• WHAT TO WORK ON: Which lines run from the line with "pub fn len(&self)" through the line with "#[derive(Debug, Clone, PartialEq, Eq)]" in the entries below? Print them exactly, both ends included, and nothing more.

• DATA UNDER STUDY:
::::

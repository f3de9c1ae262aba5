//! Submit/reset orchestration for one form instance

use super::field::{ChangeEvent, FieldValue, FormErrors, FormValues};
use super::form_state::{initialize, FormStateManager};
use super::validator::{RuleValidator, Validator};
use crate::state::Schema;
use chrono::{DateTime, Local};

/// Whether the form is being edited or showing a submitted snapshot
#[derive(Debug, Clone, Copy, PartialEq, Eq, Default)]
pub enum FormMode {
    #[default]
    Editing,
    Submitted,
}

/// Values captured by the last successful submit
#[derive(Debug, Clone)]
pub struct SubmittedData {
    pub values: FormValues,
    pub submitted_at: DateTime<Local>,
}

/// Owns a schema, its state and the validator used on submit
pub struct FormController {
    schema: Schema,
    state: FormStateManager,
    validator: Box<dyn Validator>,
    submitted: Option<SubmittedData>,
}

impl FormController {
    /// Controller with the built-in rules and default initial values
    pub fn new(schema: Schema) -> Self {
        Self::with_parts(schema, Box::new(RuleValidator), initialize)
    }

    /// Controller with an injected validator and initial-state factory
    pub fn with_parts(
        schema: Schema,
        validator: Box<dyn Validator>,
        initial_state: impl FnOnce(&Schema) -> FormValues,
    ) -> Self {
        let mut state = FormStateManager::default();
        state.set_form_values(initial_state(&schema));
        Self {
            schema,
            state,
            validator,
            submitted: None,
        }
    }

    pub fn schema(&self) -> &Schema {
        &self.schema
    }

    pub fn values(&self) -> &FormValues {
        self.state.values()
    }

    pub fn errors(&self) -> &FormErrors {
        self.state.errors()
    }

    pub fn error_for(&self, name: &str) -> Option<&str> {
        self.state.errors().get(name)
    }

    pub fn value_for(&self, name: &str) -> Option<&FieldValue> {
        self.values().get(name)
    }

    pub fn submitted(&self) -> Option<&SubmittedData> {
        self.submitted.as_ref()
    }

    pub fn mode(&self) -> FormMode {
        if self.submitted.is_some() {
            FormMode::Submitted
        } else {
            FormMode::Editing
        }
    }

    pub fn handle_change(&mut self, event: ChangeEvent) {
        self.state.handle_change(event);
    }

    /// Validate the current values and commit them if they pass
    ///
    /// Errors are always replaced, so a clean run clears stale messages.
    /// A failing run leaves any earlier snapshot in place.
    pub fn submit(&mut self) -> FormMode {
        let errors = self.validator.validate(&self.schema, self.values());
        let passed = errors.is_empty();
        tracing::debug!("Submit of '{}': {} error(s)", self.schema.title, errors.len());
        self.state.set_errors(errors);

        if passed {
            self.submitted = Some(SubmittedData {
                values: self.values().clone(),
                submitted_at: Local::now(),
            });
            tracing::info!("Form '{}' submitted", self.schema.title);
        }
        self.mode()
    }

    /// Discard the submitted snapshot and all error messages
    ///
    /// Field values are kept as they are.
    pub fn reset(&mut self) {
        self.submitted = None;
        self.state.set_errors(FormErrors::default());
        tracing::debug!("Form '{}' reset", self.schema.title);
    }

    /// The submitted snapshot as pretty JSON, keys in schema order
    pub fn submitted_json(&self) -> Option<String> {
        let data = self.submitted.as_ref()?;
        let mut object = serde_json::Map::new();
        for field in &self.schema.fields {
            if let Some(value) = data.values.get(&field.name) {
                object.insert(field.name.clone(), serde_json::to_value(value).ok()?);
            }
        }
        let mut extra: Vec<_> = data
            .values
            .iter()
            .filter(|(name, _)| !object.contains_key(name.as_str()))
            .collect();
        extra.sort_by(|a, b| a.0.cmp(b.0));
        for (name, value) in extra {
            object.insert(name.clone(), serde_json::to_value(value).ok()?);
        }
        serde_json::to_string_pretty(&serde_json::Value::Object(object)).ok()
    }
}
//! Form rendering module
//!
//! This module contains UI components for rendering schema-driven forms:
//! - `field_renderer`: The widget contract and per-type dispatch
//! - `text_input`, `checkbox`, `select`: One widget per field type
//! - `dynamic_form`: Whole-form layout with buttons and submitted data

mod checkbox;
mod dynamic_form;
mod field_renderer;
mod select;
mod text_input;

pub use dynamic_form::draw;
pub use field_renderer::{widget_for, WidgetProps};
//! Form value objects

use serde::Serialize;
use std::collections::HashMap;

/// A single field's current value
///
/// Checkbox fields hold `Bool`; every other type holds its raw text
/// (numbers stay textual until validation).
#[derive(Debug, Clone, PartialEq, Eq, Serialize)]
#[serde(untagged)]
pub enum FieldValue {
    Text(String),
    Bool(bool),
}

impl Default for FieldValue {
    fn default() -> Self {
        FieldValue::Text(String::new())
    }
}

impl FieldValue {
    /// Get the text value (returns empty string for checkbox values)
    pub fn as_text(&self) -> &str {
        match self {
            FieldValue::Text(s) => s,
            FieldValue::Bool(_) => "",
        }
    }

    /// Whether a checkbox should render as checked
    pub fn is_checked(&self) -> bool {
        match self {
            FieldValue::Bool(b) => *b,
            FieldValue::Text(s) => !s.is_empty(),
        }
    }

    /// True only for an empty string; `false` is a value, not emptiness
    pub fn is_empty_text(&self) -> bool {
        matches!(self, FieldValue::Text(s) if s.is_empty())
    }
}

impl From<&str> for FieldValue {
    fn from(s: &str) -> Self {
        FieldValue::Text(s.to_string())
    }
}

impl From<String> for FieldValue {
    fn from(s: String) -> Self {
        FieldValue::Text(s)
    }
}

impl From<bool> for FieldValue {
    fn from(b: bool) -> Self {
        FieldValue::Bool(b)
    }
}

/// Current in-progress values keyed by field name
///
/// Updates go through [`FormValues::with`], which builds a new mapping and
/// leaves the receiver untouched for anyone still holding it.
#[derive(Debug, Clone, Default, PartialEq, Eq, Serialize)]
#[serde(transparent)]
pub struct FormValues(HashMap<String, FieldValue>);

impl FormValues {
    pub fn get(&self, name: &str) -> Option<&FieldValue> {
        self.0.get(name)
    }

    /// Copy of this mapping with one entry replaced
    pub fn with(&self, name: &str, value: FieldValue) -> FormValues {
        let mut next = self.0.clone();
        next.insert(name.to_string(), value);
        FormValues(next)
    }

    pub fn iter(&self) -> impl Iterator<Item = (&String, &FieldValue)> {
        self.0.iter()
    }
}

impl<K: Into<String>, V: Into<FieldValue>> FromIterator<(K, V)> for FormValues {
    fn from_iter<I: IntoIterator<Item = (K, V)>>(iter: I) -> Self {
        FormValues(
            iter.into_iter()
                .map(|(k, v)| (k.into(), v.into()))
                .collect(),
        )
    }
}

/// Validation messages keyed by field name; empty means no errors
#[derive(Debug, Clone, Default, PartialEq, Eq)]
pub struct FormErrors(HashMap<String, String>);

impl FormErrors {
    pub fn get(&self, name: &str) -> Option<&str> {
        self.0.get(name).map(String::as_str)
    }

    /// Set the message for a field, replacing any earlier one
    pub fn insert(&mut self, name: &str, message: String) {
        self.0.insert(name.to_string(), message);
    }

    pub fn contains(&self, name: &str) -> bool {
        self.0.contains_key(name)
    }

    pub fn len(&self) -> usize {
        self.0.len()
    }

    pub fn is_empty(&self) -> bool {
        self.0.is_empty()
    }
}

impl<K: Into<String>, V: Into<String>> FromIterator<(K, V)> for FormErrors {
    fn from_iter<I: IntoIterator<Item = (K, V)>>(iter: I) -> Self {
        FormErrors(
            iter.into_iter()
                .map(|(k, v)| (k.into(), v.into()))
                .collect(),
        )
    }
}

/// Change notification emitted by a field widget on every edit
#[derive(Debug, Clone, PartialEq, Eq)]
pub enum ChangeEvent {
    /// Text, number and select edits carry the new textual value
    Value { name: String, value: String },
    /// Checkbox toggles carry the checked state
    Checked { name: String, checked: bool },
}

impl ChangeEvent {
    /// The value this event stores into form state
    pub fn into_value(self) -> (String, FieldValue) {
        match self {
            ChangeEvent::Value { name, value } => (name, FieldValue::Text(value)),
            ChangeEvent::Checked { name, checked } => (name, FieldValue::Bool(checked)),
        }
    }
}

#[cfg(test)]
mod tests {
    use super::*;

    #[test]
    fn test_default_value_is_empty_text() {
        assert!(FieldValue::default().is_empty_text());
    }

    #[test]
    fn test_false_is_not_empty_text() {
        assert!(!FieldValue::Bool(false).is_empty_text());
    }

    #[test]
    fn test_is_checked() {
        assert!(FieldValue::Bool(true).is_checked());
        assert!(!FieldValue::Bool(false).is_checked());
        assert!(!FieldValue::from("").is_checked());
    }

    #[test]
    fn test_with_leaves_original_untouched() {
        let before: FormValues = [("a", "1"), ("b", "2")].into_iter().collect();
        let after = before.with("a", FieldValue::from("changed"));
        assert_eq!(before.get("a"), Some(&FieldValue::from("1")));
        assert_eq!(after.get("a"), Some(&FieldValue::from("changed")));
        assert_eq!(after.get("b"), before.get("b"));
    }

    #[test]
    fn test_values_serialize_as_plain_json() {
        let values = FormValues::default()
            .with("subscribe", FieldValue::Bool(true))
            .with("age", FieldValue::from("30"));
        let json = serde_json::to_value(&values).unwrap();
        assert_eq!(json["subscribe"], serde_json::json!(true));
        assert_eq!(json["age"], serde_json::json!("30"));
    }

    #[test]
    fn test_errors_insert_replaces() {
        let mut errors = FormErrors::default();
        errors.insert("name", "first".to_string());
        errors.insert("name", "second".to_string());
        assert_eq!(errors.len(), 1);
        assert_eq!(errors.get("name"), Some("second"));
    }

    #[test]
    fn test_change_event_into_value() {
        let event = ChangeEvent::Checked {
            name: "subscribe".to_string(),
            checked: true,
        };
        assert_eq!(
            event.into_value(),
            ("subscribe".to_string(), FieldValue::Bool(true))
        );
    }
}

::::

• TASK ANSWER:
    pub fn len(&self) -> usize {
        self.0.len()
    }

    pub fn is_empty(&self) -> bool {
        self.0.is_empty()
    }
}

impl<K: Into<String>, V: Into<String>> FromIterator<(K, V)> for FormErrors {
    fn from_iter<I: IntoIterator<Item = (K, V)>>(iter: I) -> Self {
        FormErrors(
            iter.into_iter()
                .map(|(k, v)| (k.into(), v.into()))
                .collect(),
        )
    }
}

/// Change notification emitted by a field widget on every edit
#[derive(Debug, Clone, PartialEq, Eq)]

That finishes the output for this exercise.